Getting a show on the air is hard. Shopping a new series and getting not one, but four offers from all four different streamers you pitched? A unicorn in this market.

I mean, when you’re Seth Rogen (and that show winds up being Apple TV+’s The Studio), the odds are already in your favor, but Lionsgate Television exec VP and head of development Scott Herbst tells me it’s still often a crapshoot.

“When something’s good, you get a bunch of offers. Sometimes there’s something that’s just right for one place, but ultimately, that’s all you need, right?” says the longtime development exec, 43, who nurtured the American edition of Ghosts as well as Home Economics and Welcome to Flatch, and whose career includes stints at NBCU International and Lakeshore Films. “I’ve been in situations where you have multiple offers and then the show doesn’t go — and then you send that script back to the three other places, and nobody wants it.”

Where a series lands matters more than you might think, too. Take Lionsgate’s sizzling summer hit, Malin Åkerman and Brittany Snow soap The Hunting Wives, which recently charted in the top spot on Netflix. The show, about socialites and murder in East Texas, was supposed to be on Starz after getting the green light there in late 2023, but the Lionsgate-Starz split prompted Lionsgate to take back the rights to the show, instead taking it to Netflix.

The success of The Hunting Wives “shows the power of the right show and the right platform really does matter,” says Herbst, who leads a team of four creative execs. “Even The Studio and Apple — it’s like, if you’re lucky enough to be able to have multiple places, and they want to take your show, making sure you pick the right home for a show, it really can make or break your show, right?



Lionsgate’s TV studio wins come not long after its split from Starz, nearly a decade after acquiring the cabler for $4.4 billion. Starz, as my colleague Lesley Goldberg reported last week in her chat with top execs Alison Hoffman and Kathryn Busby, is now looking to own more of its own series as an indie platform.

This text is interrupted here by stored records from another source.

use std::collections::BTreeMap;
use std::fmt;

use serde::{Deserialize, Serialize};

use crate::error::{Error, Result};
use crate::model::nucleotide::Nucleotide;

/// CG/AT ratio, in percent.
///
/// `Unbounded` stands for a composition without any A or T, where the
/// ratio has no finite value. It is a valid result, not an error.
#[derive(Serialize, Deserialize, Clone, Copy, Debug, PartialEq)]
#[serde(rename_all = "snake_case")]
pub enum Ratio {
	Finite(f64),
	Unbounded,
}

impl Ratio {
	pub fn is_unbounded(&self) -> bool {
		matches!(self, Ratio::Unbounded)
	}

	/// Finite value, if any.
	pub fn value(&self) -> Option<f64> {
		match self {
			Ratio::Finite(v) => Some(*v),
			Ratio::Unbounded => None,
		}
	}
}

impl fmt::Display for Ratio {
	/// One decimal place, or `inf`.
	fn fmt(&self, f: &mut fmt::Formatter<'_>) -> fmt::Result {
		match self {
			Ratio::Finite(v) => write!(f, "{:.1}", v),
			Ratio::Unbounded => write!(f, "inf"),
		}
	}
}

/// Composition statistics of a sequence.
///
/// # Invariants
/// - `total` is the sum of `counts` and is never zero
/// - The four percentages sum to 100.0 (up to floating-point rounding)
#[derive(Serialize, Deserialize, Clone, Debug, PartialEq)]
pub struct Statistics {
	counts: BTreeMap<Nucleotide, usize>,
	total: usize,
	percentages: BTreeMap<Nucleotide, f64>,
	ratio: Ratio,
}

impl Statistics {
	pub fn count(&self, nucleotide: Nucleotide) -> usize {
		self.counts.get(&nucleotide).copied().unwrap_or(0)
	}

	/// Number of alphabet-valid characters that were counted.
	pub fn total(&self) -> usize {
		self.total
	}

	/// Share of a base among the counted characters, in `[0, 100]`.
	pub fn percentage(&self, nucleotide: Nucleotide) -> f64 {
		self.percentages.get(&nucleotide).copied().unwrap_or(0.0)
	}

	/// Combined C and G percentage.
	pub fn cg_percentage(&self) -> f64 {
		self.percentage(Nucleotide::C) + self.percentage(Nucleotide::G)
	}

	pub fn ratio(&self) -> Ratio {
		self.ratio
	}
}

/// Computes composition statistics over the A/C/G/T characters of `text`.
///
/// # Behavior
/// - Keeps only characters that are exactly `A`, `C`, `G` or `T`
///   (case-sensitive). Anything else, including lowercase bases, is
///   ignored. Letters of an inserted token are ordinary characters here:
///   an uppercase `A` in a name is counted like any other `A`.
/// - Percentage of a base: `count / total * 100`.
/// - Ratio: `(C + G) / (A + T) * 100`, or `Ratio::Unbounded` without any
///   A or T.
///
/// # Errors
/// Returns `Error::EmptyComposition` when no character is kept.
pub fn calculate_statistics(text: &str) -> Result<Statistics> {
	let mut counts = [0usize; 4];
	for nucleotide in text.chars().filter_map(Nucleotide::from_char) {
		counts[nucleotide.index()] += 1;
	}

	let total: usize = counts.iter().sum();
	if total == 0 {
		return Err(Error::EmptyComposition);
	}

	let cg = counts[Nucleotide::C.index()] + counts[Nucleotide::G.index()];
	let at = counts[Nucleotide::A.index()] + counts[Nucleotide::T.index()];
	let ratio = if at == 0 {
		Ratio::Unbounded
	} else {
		Ratio::Finite(cg as f64 / at as f64 * 100.0)
	};

	Ok(Statistics {
		counts: Nucleotide::ALL.iter().map(|&n| (n, counts[n.index()])).collect(),
		total,
		percentages: Nucleotide::ALL
			.iter()
			.map(|&n| (n, counts[n.index()] as f64 / total as f64 * 100.0))
			.collect(),
		ratio,
	})
}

Starting in May, Lionsgate, led by CEO Jon Feltheimer began trading under the ticker symbol LION, with a market cap of more than $1.8 billion, 30 to 40 film releases a year, a stake in 3 Arts Entertainment, and nearly 100 series both on the air and in production, including the upcoming USA Network adaptation of John Grisham’s The Rainmaker that premieres this week. (The show will stream on Peacock.)

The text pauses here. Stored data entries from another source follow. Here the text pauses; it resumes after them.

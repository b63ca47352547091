use actix_cors::Cors;
use actix_web::{App, HttpResponse, HttpServer, Responder, get, middleware, post, web};

use clap::Parser;
use env_logger::Env;
use log::{info, warn};
use serde::{Deserialize, Serialize};
use seq_gen_core::io::{LINE_WIDTH, format_fasta};
use seq_gen_core::{
	BaseWeights, Error, SequenceGenerator, SequenceRecord, SequenceRequest, Statistics, calculate_statistics,
	seeded_rng,
};

/// HTTP front-end of the sequence generator.
#[derive(Parser, Debug)]
#[command(author, version, about, long_about = None)]
struct Args {
	/// Address to bind
	#[arg(long, default_value = "127.0.0.1")]
	host: String,

	/// Port to listen on
	#[arg(long, default_value_t = 5000)]
	port: u16,

	/// Base weights as "A,C,G,T"
	#[arg(long)]
	weights: Option<BaseWeights>,
}

/// Query parameters of the `/v1/generate` and `GET /v1/statistics` endpoints
#[derive(Deserialize)]
struct GenerateParams {
	length: Option<String>,
	id: Option<String>,
	description: Option<String>,
	token: Option<String>,
	seed: Option<u64>,
	line_width: Option<usize>,
}

impl GenerateParams {
	/// Validates the parameters the same way the interactive prompts do.
	fn request(&self) -> Result<SequenceRequest, Error> {
		SequenceRequest::new(
			self.length.as_deref().unwrap_or(""),
			self.id.as_deref().unwrap_or(""),
			self.description.as_deref().unwrap_or(""),
			self.token.as_deref().unwrap_or(""),
		)
	}
}

struct SharedData {
	generator: SequenceGenerator,
}

impl SharedData {
	/// Builds a record for a request with its own random source.
	fn build(&self, params: &GenerateParams) -> Result<(SequenceRecord, u64), Error> {
		let request = params.request()?;
		let (mut rng, seed) = seeded_rng(params.seed);
		Ok((self.generator.build_record(&request, &mut rng), seed))
	}
}

#[derive(Serialize)]
struct GeneratedStatistics {
	header: String,
	sequence: String,
	insertion: usize,
	seed: u64,
	statistics: Statistics,
}

/// Maps an error to a status code, the message is the body.
fn error_response(e: &Error) -> HttpResponse {
	let mut response = match e {
		Error::Input(_) => HttpResponse::BadRequest(),
		Error::EmptyComposition => HttpResponse::UnprocessableEntity(),
		_ => {
			warn!("Request failed: {}", e);
			HttpResponse::InternalServerError()
		}
	};
	response.body(e.to_string())
}

/// HTTP GET endpoint `/v1/generate`
///
/// Generates a record from the query parameters and returns it as FASTA
/// text. Nothing is written to disk.
#[get("/v1/generate")]
async fn get_generated(data: web::Data<SharedData>, query: web::Query<GenerateParams>) -> impl Responder {
	match data.build(&query) {
		Ok((record, _)) => HttpResponse::Ok()
			.content_type("text/plain; charset=utf-8")
			.body(format_fasta(&record.header(), &record.sequence, query.line_width.unwrap_or(LINE_WIDTH))),
		Err(e) => error_response(&e),
	}
}

/// HTTP GET endpoint `/v1/statistics`
///
/// Same parameters as `/v1/generate`; returns the record and its
/// statistics as JSON.
#[get("/v1/statistics")]
async fn get_statistics(data: web::Data<SharedData>, query: web::Query<GenerateParams>) -> impl Responder {
	let (record, seed) = match data.build(&query) {
		Ok(built) => built,
		Err(e) => return error_response(&e),
	};
	match record.statistics() {
		Ok(statistics) => HttpResponse::Ok().json(GeneratedStatistics {
			header: record.header(),
			sequence: record.sequence,
			insertion: record.insertion,
			seed,
			statistics,
		}),
		Err(e) => error_response(&e),
	}
}

/// HTTP POST endpoint `/v1/statistics`
///
/// Computes the statistics of the raw request body.
#[post("/v1/statistics")]
async fn post_statistics(body: String) -> impl Responder {
	match calculate_statistics(&body) {
		Ok(statistics) => HttpResponse::Ok().json(statistics),
		Err(e) => error_response(&e),
	}
}

fn configure(cfg: &mut web::ServiceConfig) {
	cfg.service(get_generated)
		.service(get_statistics)
		.service(post_statistics);
}

/// Main entry point for the server.
///
/// Builds the generator once and shares it read-only between workers;
/// every request gets its own random source.
#[actix_web::main]
async fn main() -> std::io::Result<()> {
	env_logger::Builder::from_env(Env::default().default_filter_or("info")).init();

	let args = Args::parse();
	let generator = SequenceGenerator::new(args.weights.unwrap_or_default())
		.map_err(|e| std::io::Error::new(std::io::ErrorKind::InvalidInput, e.to_string()))?;
	let shared_data = web::Data::new(SharedData { generator });

	info!("Listening on {}:{}", args.host, args.port);
	HttpServer::new(move || {
		App::new()
			.wrap(Cors::permissive())
			.wrap(middleware::Logger::default())
			.app_data(shared_data.clone())
			.configure(configure)
	})
		.bind((args.host.as_str(), args.port))?
		.run()
		.await
}

#[cfg(test)]
mod tests {
	use super::*;
	use actix_web::http::StatusCode;
	use actix_web::test;

	fn shared_data() -> web::Data<SharedData> {
		web::Data::new(SharedData { generator: SequenceGenerator::default() })
	}

	#[actix_web::test]
	async fn test_generate_returns_fasta() {
		let app = test::init_service(App::new().app_data(shared_data()).configure(configure)).await;
		let req = test::TestRequest::get()
			.uri("/v1/generate?length=200&id=seq1&description=a%20test&token=Ada&seed=7")
			.to_request();
		let body = test::call_and_read_body(&app, req).await;
		let text = std::str::from_utf8(&body).unwrap();

		let lines: Vec<&str> = text.lines().collect();
		assert_eq!(lines[0], ">seq1 a test");
		assert_eq!(lines[1].len(), 80);
		assert_eq!(lines[1..].concat().len(), 203);
		assert!(lines[1..].concat().contains("Ada"));
	}

	#[actix_web::test]
	async fn test_generate_is_reproducible_with_seed() {
		let app = test::init_service(App::new().app_data(shared_data()).configure(configure)).await;
		let uri = "/v1/generate?length=50&id=s&token=x&seed=99";
		let first = test::call_and_read_body(&app, test::TestRequest::get().uri(uri).to_request()).await;
		let second = test::call_and_read_body(&app, test::TestRequest::get().uri(uri).to_request()).await;
		assert_eq!(first, second);
	}

	#[actix_web::test]
	async fn test_generate_rejects_invalid_input() {
		let app = test::init_service(App::new().app_data(shared_data()).configure(configure)).await;
		for uri in [
			"/v1/generate?length=0&id=s&token=x",
			"/v1/generate?length=abc&id=s&token=x",
			"/v1/generate?length=10&token=x",
			"/v1/generate?length=10&id=s",
			"/v1/generate?length=100000000000000&id=s&token=x",
			"/v1/statistics?length=100000001&id=s&token=x",
		] {
			let resp = test::call_service(&app, test::TestRequest::get().uri(uri).to_request()).await;
			assert_eq!(resp.status(), StatusCode::BAD_REQUEST, "{uri}");
		}
	}

	#[actix_web::test]
	async fn test_get_statistics_json() {
		let app = test::init_service(App::new().app_data(shared_data()).configure(configure)).await;
		let req = test::TestRequest::get()
			.uri("/v1/statistics?length=1000&id=seq1&token=zz&seed=1")
			.to_request();
		let value: serde_json::Value = test::call_and_read_body_json(&app, req).await;

		assert_eq!(value["header"], "seq1 ");
		assert_eq!(value["seed"], 1);
		assert_eq!(value["statistics"]["total"], 1000);
		let sum: f64 = ["A", "C", "G", "T"]
			.iter()
			.map(|n| value["statistics"]["percentages"][n].as_f64().unwrap())
			.sum();
		assert!((sum - 100.0).abs() < 1e-9);
	}

	#[actix_web::test]
	async fn test_post_statistics() {
		let app = test::init_service(App::new().app_data(shared_data()).configure(configure)).await;

		let req = test::TestRequest::post().uri("/v1/statistics").set_payload("CCGG").to_request();
		let value: serde_json::Value = test::call_and_read_body_json(&app, req).await;
		assert_eq!(value["ratio"], "unbounded");
		assert_eq!(value["percentages"]["C"], 50.0);

		let req = test::TestRequest::post().uri("/v1/statistics").set_payload("AAAAxyz").to_request();
		let value: serde_json::Value = test::call_and_read_body_json(&app, req).await;
		assert_eq!(value["ratio"]["finite"], 0.0);

		let req = test::TestRequest::post().uri("/v1/statistics").set_payload("xyz").to_request();
		let resp = test::call_service(&app, req).await;
		assert_eq!(resp.status(), StatusCode::UNPROCESSABLE_ENTITY);
	}
}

For today, I spoke with Herbst about The Studio (you know, the show that got Marty Scorsese and Ron Howard their first acting Emmy noms — among the show’s 23 total nods), The Hunting Wives, the state of development at Lionsgate and across Hollywood — plus, his advice for writers and producers looking to sell an original comedy now.

Read our chat, lightly edited for clarity, for more about:

  • Herbst’s key ingredient for a successful comedy today vs. in the Friends era

  • His position on first-look deals, overalls and who gets them in today’s market

  • What made Rogen and Evan Goldberg’s pitch irresistible — and the unexpected real-life inspiration behind it

  • The shooting style that kept The Studio on time and on budget (for well under the rumored $10-$12M per episode, I hear)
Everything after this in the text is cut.